Your goal: All records shown below should be given again, character for character.

• • • •

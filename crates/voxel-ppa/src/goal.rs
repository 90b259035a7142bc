use std::fmt;

#[cfg(feature = "serde")]
use serde::{Deserialize, Serialize};
use voxel_catalog::{Action, Condition};
use voxel_core::{BlockPos, ItemId};

/// Structure to build: `block` at every one of `positions`.
#[derive(Debug, Clone, PartialEq, Eq)]
#[cfg_attr(feature = "serde", derive(Serialize, Deserialize))]
pub struct Blueprint {
    pub block: ItemId,
    pub positions: Vec<BlockPos>,
}

impl Blueprint {
    pub fn new(block: impl Into<ItemId>, positions: Vec<BlockPos>) -> Self {
        Self {
            block: block.into(),
            positions,
        }
    }

    /// One `IsBlockAtPosition` per position, in blueprint order.
    pub fn conditions(&self) -> impl Iterator<Item = Condition> + '_ {
        self.positions
            .iter()
            .map(|pos| Condition::is_block_at(self.block.clone(), *pos))
    }
}

/// Declarative objective handed to the compiler at mission start.
#[derive(Debug, Clone, PartialEq)]
#[cfg_attr(
    feature = "serde",
    derive(Serialize, Deserialize),
    serde(rename_all = "snake_case")
)]
pub enum Goal {
    Condition(Condition),
    /// Executed as-is, without a guarding post-condition.
    Action(Action),
    Blueprint(Blueprint),
}

impl Goal {
    pub fn as_blueprint(&self) -> Option<&Blueprint> {
        match self {
            Goal::Blueprint(b) => Some(b),
            _ => None,
        }
    }
}

impl From<Condition> for Goal {
    fn from(value: Condition) -> Self {
        Goal::Condition(value)
    }
}

impl From<Action> for Goal {
    fn from(value: Action) -> Self {
        Goal::Action(value)
    }
}

impl From<Blueprint> for Goal {
    fn from(value: Blueprint) -> Self {
        Goal::Blueprint(value)
    }
}

impl fmt::Display for Goal {
    fn fmt(&self, f: &mut fmt::Formatter<'_>) -> fmt::Result {
        match self {
            Goal::Condition(c) => c.fmt(f),
            Goal::Action(a) => a.fmt(f),
            Goal::Blueprint(b) => write!(f, "Blueprint({} x{})", b.block, b.positions.len()),
        }
    }
}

• • • •

Solution:
filename crates/voxel-ppa/src/goal.rs
repository 90b259035a7142bc
use std::fmt;

#[cfg(feature = "serde")]
use serde::{Deserialize, Serialize};
use voxel_catalog::{Action, Condition};
use voxel_core::{BlockPos, ItemId};

/// Structure to build: `block` at every one of `positions`.
#[derive(Debug, Clone, PartialEq, Eq)]
#[cfg_attr(feature = "serde", derive(Serialize, Deserialize))]
pub struct Blueprint {
    pub block: ItemId,
    pub positions: Vec<BlockPos>,
}

impl Blueprint {
    pub fn new(block: impl Into<ItemId>, positions: Vec<BlockPos>) -> Self {
        Self {
            block: block.into(),
            positions,
        }
    }

    /// One `IsBlockAtPosition` per position, in blueprint order.
    pub fn conditions(&self) -> impl Iterator<Item = Condition> + '_ {
        self.positions
            .iter()
            .map(|pos| Condition::is_block_at(self.block.clone(), *pos))
    }
}

/// Declarative objective handed to the compiler at mission start.
#[derive(Debug, Clone, PartialEq)]
#[cfg_attr(
    feature = "serde",
    derive(Serialize, Deserialize),
    serde(rename_all = "snake_case")
)]
pub enum Goal {
    Condition(Condition),
    /// Executed as-is, without a guarding post-condition.
    Action(Action),
    Blueprint(Blueprint),
}

impl Goal {
    pub fn as_blueprint(&self) -> Option<&Blueprint> {
        match self {
            Goal::Blueprint(b) => Some(b),
            _ => None,
        }
    }
}

impl From<Condition> for Goal {
    fn from(value: Condition) -> Self {
        Goal::Condition(value)
    }
}

impl From<Action> for Goal {
    fn from(value: Action) -> Self {
        Goal::Action(value)
    }
}

impl From<Blueprint> for Goal {
    fn from(value: Blueprint) -> Self {
        Goal::Blueprint(value)
    }
}

impl fmt::Display for Goal {
    fn fmt(&self, f: &mut fmt::Formatter<'_>) -> fmt::Result {
        match self {
            Goal::Condition(c) => c.fmt(f),
            Goal::Action(a) => a.fmt(f),
            Goal::Blueprint(b) => write!(f, "Blueprint({} x{})", b.block, b.positions.len()),
        }
    }
}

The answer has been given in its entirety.